Avoid idling. While idling, your car gets exactly 0 miles per gallon while starting the car uses the same amount as idling for 6 seconds. Park your car and go into the restaurant rather than idling in the drive-through. Idling with the air conditioning on also uses extra fuel. Also, avoid going so fast that you have to brake for someone. Whenever you brake, you waste the gas it took to get going that fast.
Drive at a consistent speed. Avoid quick acceleration and hard braking. Cruise control will keep you at a constant speed, even when going up and down hills.
Avoid stops. If approaching a red light, see if you can slow down enough to avoid having to actually stop (because you reach the light after it is green). Speeding up from 5 or 10 miles per hour will be easier on the gas than starting from full stop.
Anticipate the stop signs and lights. Look far ahead; get to know your usual routes. You can let up on the gas earlier. Coasting to a stop will save the gasoline you would otherwise use maintaining your speed longer. If it just gets you to the end of a line of cars at a red light or a stop sign a few seconds later, it won't add any time to your trip. Ditto for coasting to lose speed before a highway off-ramp: if it means you catch up with that truck halfway around the curve instead of at the beginning, you haven't lost any time. In many cities, if you know the streets well, you can time the lights and maintain the appropriate speed to hit all green lights. Usually this is about 35 to 40 MPH.
Slow down. Air resistance goes up as the square of velocity. The power consumed to overcome that air resistance goes up as the cube of the velocity. Rolling resistance is the dominant force below about 40 mph. Above that, every mph costs you mileage. Go as slow as traffic and your schedule will allow. Drive under 60-65 since air grows exponentially denser, in the aerodynamic sense, the faster we drive. To be precise, the most efficient speed is your car's minimum speed in it's highest gear, since this provides the best "speed per RPM" ratio. This is usually about 45 to 55 miles per hour.
Use A/C only on the highway. At lower speeds, open the windows. This increased the drag and reduces fuel efficiency, but not as much as the AC at low speeds (35-40 mph). The air con - when used a lot - is known to use up about 8% of the fuel you put into your car.
at 6 miles to the gallon the engine will not be running properly
if it is running well then you have a fuel leak in a hose somewhere or your method of calculating the consumption is flawed
to get a consumption reading , fill the tank completely , take a note of the mileage and use the car normally you have to refuel again
fill the tank completely and take the mileage again
now deduct the first mileage from the second to get distance driven and use the second fill amount to get the fuel consumption for the distance covered
One tank of gas is not enough to compare mileage. Or are you saying the computer's readout of mpg estimate is showing less? Try a tank or two of premium and see if that helps. Keep track of gas mileage. Driving techniques have a lot to do with gas mileage, as does long trips vs. short trips, highway cruising vs. city driving. For best mileage, do regular maintenance and keep the car in top running condition-good spark plugs and clean filters and clean oil ! Attend to minor problems before they escalate. If you want to check actual miles per gallon, start with a full tank. Write the odometer reading down, and go. Everytime you put gas in, write down the amount. When you are close to 1,000 miles from the time you started, go fill the tank and include that amount of gas to your previous list. Now add up all the gas used and divide it into the miles to get miles per gallon. (976 miles/31.8 gallons = 30.69 mpg ) . Only one tank will skew your numbers, might be off cause the tank was filled more to the top than the previous fill-up. About a thousand miles of driving will give you a very accurate figure of miles per gallon for your car.
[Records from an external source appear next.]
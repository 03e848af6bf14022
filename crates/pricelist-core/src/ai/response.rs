//! Model response cleanup.

use lazy_static::lazy_static;
use regex::Regex;

lazy_static! {
    static ref FENCED: Regex = Regex::new(r"(?s)```[A-Za-z]*[ \t]*\r?\n(.*?)\r?\n?[ \t]*```").unwrap();
}

/// Body of the first fenced block, or the trimmed text when there is none.
pub fn strip_code_fences(text: &str) -> String {
    match FENCED.captures(text) {
        Some(c) => c[1].trim().to_string(),
        None => text.trim().to_string(),
    }
}
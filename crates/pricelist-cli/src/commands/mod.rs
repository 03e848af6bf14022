pub mod config;
pub mod extract;
pub mod matching;
pub mod models;

use std::path::Path;

use pricelist_core::PricelistConfig;
use tracing::debug;

/// Explicit `--config` file, else the user config file when present, else defaults.
pub fn load_config(config_path: Option<&str>) -> anyhow::Result<PricelistConfig> {
    if let Some(path) = config_path {
        return PricelistConfig::from_file(Path::new(path))
            .map_err(|e| anyhow::anyhow!("Failed to read config {}: {}", path, e));
    }

    let default_path = config::default_config_path();
    if default_path.exists() {
        debug!("Loading config from {}", default_path.display());
        Ok(PricelistConfig::from_file(&default_path)?)
    } else {
        Ok(PricelistConfig::default())
    }
}
//! Merging extracted rows: identifier uniqueness and price variants.

use std::collections::HashSet;

use lazy_static::lazy_static;
use regex::Regex;
use serde::Serialize;

use crate::models::line_item::{CostValue, LineItem, ProductId};
use crate::vendor::patterns::WHITESPACE;

lazy_static! {
    static ref CASE_LABEL: Regex = Regex::new(r"(?i)[-/(]?\s*\b(?:CASE|CS)\b\)?").unwrap();
    static ref PALLET_LABEL: Regex = Regex::new(r"(?i)[-/(]?\s*\b(?:PALLET|PLT)\b\)?").unwrap();
}

/// Collects rows for one document, keeping the first row per identifier.
///
/// Absent identifiers never collide: every `N/A` row is kept.
#[derive(Debug, Default)]
pub struct Aggregator {
    seen: HashSet<String>,
    items: Vec<LineItem>,
}

impl Aggregator {
    pub fn new() -> Self {
        Self::default()
    }

    /// Add a row; returns `false` when an earlier row already holds its id.
    pub fn push(&mut self, item: LineItem) -> bool {
        if let ProductId::Present(id) = &item.product_id {
            if !self.seen.insert(id.clone()) {
                return false;
            }
        }
        self.items.push(item);
        true
    }

    /// Add rows in order, returning how many were kept.
    pub fn extend(&mut self, items: impl IntoIterator<Item = LineItem>) -> usize {
        items.into_iter().filter(|item| self.push(item.clone())).count()
    }

    pub fn len(&self) -> usize {
        self.items.len()
    }

    pub fn is_empty(&self) -> bool {
        self.items.is_empty()
    }

    pub fn into_items(self) -> Vec<LineItem> {
        self.items
    }
}

/// Drop rows identical in all three fields, keeping first occurrences.
///
/// Rows sharing an id but differing in description or cost are price
/// variants and survive for [`restructure_price_variants`].
pub fn dedup_exact(items: Vec<LineItem>) -> Vec<LineItem> {
    let mut seen: HashSet<LineItem> = HashSet::new();
    items.into_iter().filter(|item| seen.insert(item.clone())).collect()
}

/// One export row with case and pallet prices side by side.
#[derive(Debug, Clone, PartialEq, Eq, Serialize)]
pub struct PriceVariantRow {
    pub product_id: ProductId,
    pub description: String,
    pub case_price: Option<CostValue>,
    pub pallet_price: Option<CostValue>,
}

enum PriceLabel {
    Case,
    Pallet,
    Unlabeled,
}

fn label_of(description: &str) -> PriceLabel {
    if CASE_LABEL.is_match(description) {
        PriceLabel::Case
    } else if PALLET_LABEL.is_match(description) {
        PriceLabel::Pallet
    } else {
        PriceLabel::Unlabeled
    }
}

fn strip_label(description: &str, label: &Regex) -> String {
    let stripped = label.replace_all(description, " ");
    WHITESPACE
        .replace_all(stripped.trim(), " ")
        .trim_matches(|c: char| c == '-' || c == '/' || c.is_whitespace())
        .to_string()
}

/// Fold rows sharing an identifier into case/pallet price pairs.
///
/// Groups keep first-appearance order. A CASE/CS description fills the case
/// price and a PALLET/PLT description the pallet price. Unlabeled rows fill
/// the case slot first, then the pallet slot; rows beyond that are dropped.
pub fn restructure_price_variants(items: &[LineItem]) -> Vec<PriceVariantRow> {
    let mut order: Vec<Vec<&LineItem>> = Vec::new();
    let mut index: std::collections::HashMap<&str, usize> = std::collections::HashMap::new();

    for item in items {
        match &item.product_id {
            ProductId::Present(id) => match index.get(id.as_str()) {
                Some(&i) => order[i].push(item),
                None => {
                    index.insert(id.as_str(), order.len());
                    order.push(vec![item]);
                }
            },
            ProductId::Absent => order.push(vec![item]),
        }
    }

    order.into_iter().map(merge_group).collect()
}

fn merge_group(group: Vec<&LineItem>) -> PriceVariantRow {
    let first = group[0];
    let mut row = PriceVariantRow {
        product_id: first.product_id.clone(),
        description: String::new(),
        case_price: None,
        pallet_price: None,
    };

    if group.len() == 1 {
        row.description = first.description.clone();
        row.case_price = Some(first.cost.clone());
        return row;
    }

    for item in &group {
        match label_of(&item.description) {
            PriceLabel::Case => {
                row.case_price = Some(item.cost.clone());
                if row.description.is_empty() {
                    row.description = strip_label(&item.description, &CASE_LABEL);
                }
            }
            PriceLabel::Pallet => {
                row.pallet_price = Some(item.cost.clone());
                if row.description.is_empty() {
                    row.description = strip_label(&item.description, &PALLET_LABEL);
                }
            }
            PriceLabel::Unlabeled => {
                if row.case_price.is_none() {
                    row.case_price = Some(item.cost.clone());
                    if row.description.is_empty() {
                        row.description = item.description.clone();
                    }
                } else if row.pallet_price.is_none() {
                    row.pallet_price = Some(item.cost.clone());
                }
            }
        }
    }

    if row.description.is_empty() {
        row.description = first.description.clone();
    }
    row
}

#[cfg(test)]
mod tests {
    use super::*;
    use pretty_assertions::assert_eq;

    fn item(id: &str, desc: &str, cost: &str) -> LineItem {
        LineItem::new(ProductId::new(id), desc, cost.parse().unwrap())
    }

    #[test]
    fn test_first_wins_and_absent_ids_kept() {
        let mut agg = Aggregator::new();
        assert!(agg.push(item("103387", "BEEF CHUCK", "$4.99")));
        assert!(!agg.push(item("103387", "BEEF CHUCK LATER", "$5.99")));
        assert!(agg.push(item("N/A", "BEEF LIVER", "$3.49")));
        assert!(agg.push(item("N/A", "PORK LIVER", "$2.49")));
        assert_eq!(agg.len(), 3);

        let items = agg.into_items();
        assert_eq!(items[0].description, "BEEF CHUCK");
    }

    #[test]
    fn test_dedup_exact_keeps_variants() {
        let items = vec![
            item("711000005-01", "CHUCK ROLL - Small", "$5.99/LB"),
            item("711000005-01", "CHUCK ROLL - Large", "$6.20/LB"),
            item("711000005-01", "CHUCK ROLL - Small", "$5.99/LB"),
        ];
        assert_eq!(dedup_exact(items).len(), 2);
    }

    #[test]
    fn test_restructure_labeled() {
        let items = vec![
            item("330020-61", "GROUND BEEF 80/20 - PALLET", "$3.10"),
            item("330020-61", "GROUND BEEF 80/20 - CASE", "$3.40"),
            item("330021-61", "GROUND BEEF 73/27", "$2.90"),
        ];
        let rows = restructure_price_variants(&items);
        assert_eq!(
            rows,
            vec![
                PriceVariantRow {
                    product_id: ProductId::new("330020-61"),
                    description: "GROUND BEEF 80/20".to_string(),
                    case_price: Some("$3.40".parse().unwrap()),
                    pallet_price: Some("$3.10".parse().unwrap()),
                },
                PriceVariantRow {
                    product_id: ProductId::new("330021-61"),
                    description: "GROUND BEEF 73/27".to_string(),
                    case_price: Some("$2.90".parse().unwrap()),
                    pallet_price: None,
                },
            ]
        );
    }

    #[test]
    fn test_restructure_unlabeled_row_order() {
        let items = vec![
            item("12", "CHUCK ROLL", "1.85"),
            item("N/A", "BEEF LIVER", "$3.49"),
            item("12", "CHUCK ROLL BULK", "1.75"),
            item("12", "CHUCK ROLL EXTRA", "1.65"),
        ];
        let rows = restructure_price_variants(&items);
        assert_eq!(rows.len(), 2);
        assert_eq!(rows[0].description, "CHUCK ROLL");
        assert_eq!(rows[0].case_price, Some("1.85".parse().unwrap()));
        assert_eq!(rows[0].pallet_price, Some("1.75".parse().unwrap()));
        assert!(rows[1].product_id.is_absent());
    }

    #[test]
    fn test_label_words_not_substrings() {
        assert!(matches!(label_of("SNACKS ASSORTED"), PriceLabel::Unlabeled));
        assert!(matches!(label_of("WINGS 40# CS"), PriceLabel::Case));
        assert!(matches!(label_of("WINGS/PLT"), PriceLabel::Pallet));
    }
}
there is a book publish by the govnt or minister of transport on the exact milage as well if you know how many liters or gallons go in your tank like 80 liters and the gas is 1.00 a liter it cost $80 for 80 liters on a full tank you do 500 km but make sure proper conditions of 100km a hour tires all proper equal pressure the wind is also a facture there is a lot involved to calculate your gas proformance as well if you had a oil change done latly you can find out on a govt site for gas consuption or consumers report
Make sure the air filter is clean. Have a diagnostic scan done to the engine to see if there are any trouble codes or issues that would reduce your gas mileage. You are getting around 11 or 12 miles to the gallon, which isn't very good. But, judging by the low amount of miles on the car, you apparently do all your driving in traffic, and short distances with a lot of stop and go. If you let the engine warm up for long periods of time, especially in cold weather, that will drop your mileage considerably. Letting a car warm up for 10 or 15 minutes in the winter gets you 0 miles per gallon for that amount of time. Add all these factors up, and figure in the poor quality of today's fuel, 12 miles per gallon is not too far off from what you should be getting. If you have the v6 engine, your mileage was probably around 15mpg when the car was new. Now if you were to take your car on a road trip where you could drive a long distance with the cruise control set on 65mph, you would probably get around 18mpg.